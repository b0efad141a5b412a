//! Slot Types
//!
//! Slots are fixed, named, indexed attachment points on a node. Each slot
//! belongs to a slot group (e.g. `main`, `wide`, `small`) and is addressed
//! as `<group>_slot_<index>`, the same key used in the stored document.

use serde::{Deserialize, Deserializer, Serialize, Serializer};
use std::fmt;
use std::str::FromStr;

const SLOT_INFIX: &str = "_slot_";

/// Address of one slot: its group name and zero-based index
#[derive(Debug, Clone, PartialEq, Eq, Hash, PartialOrd, Ord)]
pub struct SlotKey {
    pub group: String,
    pub index: usize,
}

impl SlotKey {
    pub fn new(group: impl Into<String>, index: usize) -> Self {
        Self {
            group: group.into(),
            index,
        }
    }
}

impl fmt::Display for SlotKey {
    fn fmt(&self, f: &mut fmt::Formatter<'_>) -> fmt::Result {
        write!(f, "{}{}{}", self.group, SLOT_INFIX, self.index)
    }
}

/// Error returned when a string is not of the form `<group>_slot_<index>`
#[derive(Debug, Clone, PartialEq, Eq, thiserror::Error)]
#[error("Invalid slot key: {0}")]
pub struct InvalidSlotKey(pub String);

impl FromStr for SlotKey {
    type Err = InvalidSlotKey;

    fn from_str(s: &str) -> Result<Self, Self::Err> {
        let (group, index) = s
            .rsplit_once(SLOT_INFIX)
            .ok_or_else(|| InvalidSlotKey(s.to_string()))?;
        if group.is_empty() {
            return Err(InvalidSlotKey(s.to_string()));
        }
        let index = index
            .parse::<usize>()
            .map_err(|_| InvalidSlotKey(s.to_string()))?;
        Ok(Self::new(group, index))
    }
}

impl Serialize for SlotKey {
    fn serialize<S: Serializer>(&self, serializer: S) -> Result<S::Ok, S::Error> {
        serializer.collect_str(self)
    }
}

impl<'de> Deserialize<'de> for SlotKey {
    fn deserialize<D: Deserializer<'de>>(deserializer: D) -> Result<Self, D::Error> {
        let raw = String::deserialize(deserializer)?;
        raw.parse().map_err(serde::de::Error::custom)
    }
}

/// Embedded sub-content held by a slot.
///
/// `component_type` is the concrete type checked against the slot group's
/// allow-list; `fields` carries the component's own data untouched.
#[derive(Debug, Clone, PartialEq, Serialize, Deserialize)]
#[serde(rename_all = "camelCase")]
pub struct Component {
    pub component_type: String,

    #[serde(default)]
    pub fields: serde_json::Value,
}

impl Component {
    pub fn new(component_type: impl Into<String>, fields: serde_json::Value) -> Self {
        Self {
            component_type: component_type.into(),
            fields,
        }
    }
}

What you will do
What you write must be the entries restated word for word, from the opening line through the one holding "type Err = InvalidSlotKey;", with nothing else.

Task solution
repository b0efad141a5b412a
//! Slot Types
//!
//! Slots are fixed, named, indexed attachment points on a node. Each slot
//! belongs to a slot group (e.g. `main`, `wide`, `small`) and is addressed
//! as `<group>_slot_<index>`, the same key used in the stored document.

use serde::{Deserialize, Deserializer, Serialize, Serializer};
use std::fmt;
use std::str::FromStr;

const SLOT_INFIX: &str = "_slot_";

/// Address of one slot: its group name and zero-based index
#[derive(Debug, Clone, PartialEq, Eq, Hash, PartialOrd, Ord)]
pub struct SlotKey {
    pub group: String,
    pub index: usize,
}

impl SlotKey {
    pub fn new(group: impl Into<String>, index: usize) -> Self {
        Self {
            group: group.into(),
            index,
        }
    }
}

impl fmt::Display for SlotKey {
    fn fmt(&self, f: &mut fmt::Formatter<'_>) -> fmt::Result {
        write!(f, "{}{}{}", self.group, SLOT_INFIX, self.index)
    }
}

/// Error returned when a string is not of the form `<group>_slot_<index>`
#[derive(Debug, Clone, PartialEq, Eq, thiserror::Error)]
#[error("Invalid slot key: {0}")]
pub struct InvalidSlotKey(pub String);

impl FromStr for SlotKey {
    type Err = InvalidSlotKey;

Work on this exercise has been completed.